* **Exercise brief**
Please report how many lines of the listing hold the word "parent". Add nothing to the number.

*** Extracted information ***

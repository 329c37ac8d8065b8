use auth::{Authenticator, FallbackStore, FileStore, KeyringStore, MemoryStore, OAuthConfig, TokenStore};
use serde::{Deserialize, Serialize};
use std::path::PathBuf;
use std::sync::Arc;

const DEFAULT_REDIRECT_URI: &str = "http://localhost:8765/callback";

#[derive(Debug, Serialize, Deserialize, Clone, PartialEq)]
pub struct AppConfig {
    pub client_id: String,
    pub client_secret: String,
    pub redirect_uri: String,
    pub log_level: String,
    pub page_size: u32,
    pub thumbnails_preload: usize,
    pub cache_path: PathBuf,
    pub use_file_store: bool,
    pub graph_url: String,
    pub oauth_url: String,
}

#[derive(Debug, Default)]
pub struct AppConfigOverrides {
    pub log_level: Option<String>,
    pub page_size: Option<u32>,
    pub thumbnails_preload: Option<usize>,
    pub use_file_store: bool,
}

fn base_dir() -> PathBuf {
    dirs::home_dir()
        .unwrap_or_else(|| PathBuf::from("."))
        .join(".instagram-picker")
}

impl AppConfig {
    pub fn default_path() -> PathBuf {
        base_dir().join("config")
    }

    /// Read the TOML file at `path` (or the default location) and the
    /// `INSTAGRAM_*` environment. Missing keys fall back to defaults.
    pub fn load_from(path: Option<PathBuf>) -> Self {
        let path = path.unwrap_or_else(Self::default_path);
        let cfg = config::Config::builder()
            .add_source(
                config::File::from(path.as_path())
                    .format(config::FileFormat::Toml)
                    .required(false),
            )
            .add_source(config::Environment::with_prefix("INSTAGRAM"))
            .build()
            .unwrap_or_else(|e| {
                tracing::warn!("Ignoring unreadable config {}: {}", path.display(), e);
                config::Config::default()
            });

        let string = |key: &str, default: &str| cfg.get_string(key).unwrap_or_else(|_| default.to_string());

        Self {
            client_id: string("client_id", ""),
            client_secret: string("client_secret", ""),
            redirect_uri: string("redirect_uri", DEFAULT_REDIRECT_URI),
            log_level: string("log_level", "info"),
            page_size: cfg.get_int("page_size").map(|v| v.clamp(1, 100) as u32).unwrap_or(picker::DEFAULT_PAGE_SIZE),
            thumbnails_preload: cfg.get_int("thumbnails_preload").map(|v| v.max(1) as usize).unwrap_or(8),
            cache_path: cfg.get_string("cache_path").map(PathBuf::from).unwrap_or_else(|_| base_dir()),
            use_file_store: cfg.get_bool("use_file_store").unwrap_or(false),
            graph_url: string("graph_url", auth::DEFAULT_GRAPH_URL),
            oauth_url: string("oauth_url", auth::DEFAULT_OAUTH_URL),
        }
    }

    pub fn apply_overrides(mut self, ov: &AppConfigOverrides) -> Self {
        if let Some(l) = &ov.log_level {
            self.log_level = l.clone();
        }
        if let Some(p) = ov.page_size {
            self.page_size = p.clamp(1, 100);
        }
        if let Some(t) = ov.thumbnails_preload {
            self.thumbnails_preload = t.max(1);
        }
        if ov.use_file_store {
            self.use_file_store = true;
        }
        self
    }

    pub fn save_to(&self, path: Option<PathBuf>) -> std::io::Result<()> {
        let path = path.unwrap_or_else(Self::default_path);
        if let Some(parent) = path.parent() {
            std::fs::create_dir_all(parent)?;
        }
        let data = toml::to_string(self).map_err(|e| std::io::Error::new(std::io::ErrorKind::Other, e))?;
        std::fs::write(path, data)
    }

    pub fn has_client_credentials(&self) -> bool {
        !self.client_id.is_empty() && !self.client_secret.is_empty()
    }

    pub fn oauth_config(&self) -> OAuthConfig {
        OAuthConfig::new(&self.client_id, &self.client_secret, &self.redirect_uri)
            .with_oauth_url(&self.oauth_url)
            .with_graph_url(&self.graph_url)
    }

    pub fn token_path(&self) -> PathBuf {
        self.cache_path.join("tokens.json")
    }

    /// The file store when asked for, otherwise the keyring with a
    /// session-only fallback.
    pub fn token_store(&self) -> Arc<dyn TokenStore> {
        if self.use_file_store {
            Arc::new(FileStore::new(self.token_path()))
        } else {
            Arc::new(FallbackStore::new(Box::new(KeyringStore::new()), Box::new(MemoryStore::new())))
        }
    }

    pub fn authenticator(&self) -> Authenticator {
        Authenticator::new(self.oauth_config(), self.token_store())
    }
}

*** End of Extracted information ***

* **Exercise response**
2